Data extract:
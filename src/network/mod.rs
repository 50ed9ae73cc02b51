// Re-export network modules
pub mod api_client;
pub mod config;

// Re-export commonly used items
pub use api_client::{FetchSessionApi, SessionApi};

use config::ApiConfig;
use lazy_static::lazy_static;
use std::sync::RwLock;
use wasm_bindgen::prelude::*;

use crate::debug_log;

lazy_static! {
    static ref API_CONFIG: RwLock<Option<ApiConfig>> = RwLock::new(None);
}

/// Initialise the API configuration from the build-time `API_BASE_URL`.
/// Leaves an existing runtime configuration untouched.
pub fn init_api_config() {
    let Ok(mut guard) = API_CONFIG.write() else { return };
    if guard.is_none() {
        *guard = Some(ApiConfig::new().unwrap_or_default());
    }
}

/// Initialise the API configuration from a JS-provided URL.
/// This allows runtime configuration of the API endpoints.
#[wasm_bindgen]
pub fn init_api_config_js(api_base_url: &str) -> Result<(), JsValue> {
    debug_log!("Initializing API config from JS: {}", api_base_url);
    let mut guard = API_CONFIG
        .write()
        .map_err(|_| JsValue::from_str("API config lock poisoned"))?;
    *guard = Some(ApiConfig::from_url(api_base_url));
    Ok(())
}

/// Snapshot of the current API configuration (same-origin when unset).
pub(crate) fn api_config() -> ApiConfig {
    API_CONFIG
        .read()
        .ok()
        .and_then(|guard| guard.clone())
        .unwrap_or_default()
}
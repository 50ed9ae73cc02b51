// HTML fragments written into the status box.
//
// Every call produces the complete box contents; the executor replaces the
// previous markup wholesale.

use crate::constants::MSG_UNKNOWN_STATUS;
use crate::error::PanelError;
use crate::models::{LogEntry, SessionStatus};

/// Render a session status response.  A non-empty server-reported `error`
/// wins over everything else and is rendered alone.
pub fn render_status(status: &SessionStatus, log_limit: usize) -> String {
    if let Some(err) = status.server_error() {
        return render_error(err);
    }

    let mut html = format!(
        "<p>Status: <strong>{}</strong></p>",
        html_escape(status.status.as_deref().unwrap_or(MSG_UNKNOWN_STATUS))
    );
    html.push_str(&format!("<p>Messages sent logs (last {}):</p><ol>", log_limit));
    for entry in status.recent_logs(log_limit) {
        html.push_str(&render_log_entry(entry));
    }
    html.push_str("</ol>");
    html
}

/// Render a transport or decode failure for the status box.
pub fn render_fetch_failure(err: &PanelError) -> String {
    render_error(&format!("Error fetching session: {}", err))
}

pub fn render_error(message: &str) -> String {
    format!("<p style=\"color:red;\">{}</p>", html_escape(message))
}

fn render_log_entry(entry: &LogEntry) -> String {
    match entry.failure() {
        Some(err) => format!(
            "<li style=\"color:red;\">{} => ERROR: {}</li>",
            html_escape(&entry.message),
            html_escape(err)
        ),
        None => format!(
            "<li>{} => Status: {}</li>",
            html_escape(&entry.message),
            html_escape(entry.status.as_deref().unwrap_or(MSG_UNKNOWN_STATUS))
        ),
    }
}

// `=>` in the templates is literal markup text; only interpolated values are
// escaped.
fn html_escape(s: &str) -> String {
    s.replace('&', "&amp;")
        .replace('<', "&lt;")
        .replace('>', "&gt;")
        .replace('"', "&quot;")
}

Exercise:
In the lines above, find the word "guard" and copy every line it occurs in.

Answer to this problem:
    let Ok(mut guard) = API_CONFIG.write() else { return };
    if guard.is_none() {
        *guard = Some(ApiConfig::new().unwrap_or_default());
    let mut guard = API_CONFIG
    *guard = Some(ApiConfig::from_url(api_base_url));
        .and_then(|guard| guard.clone())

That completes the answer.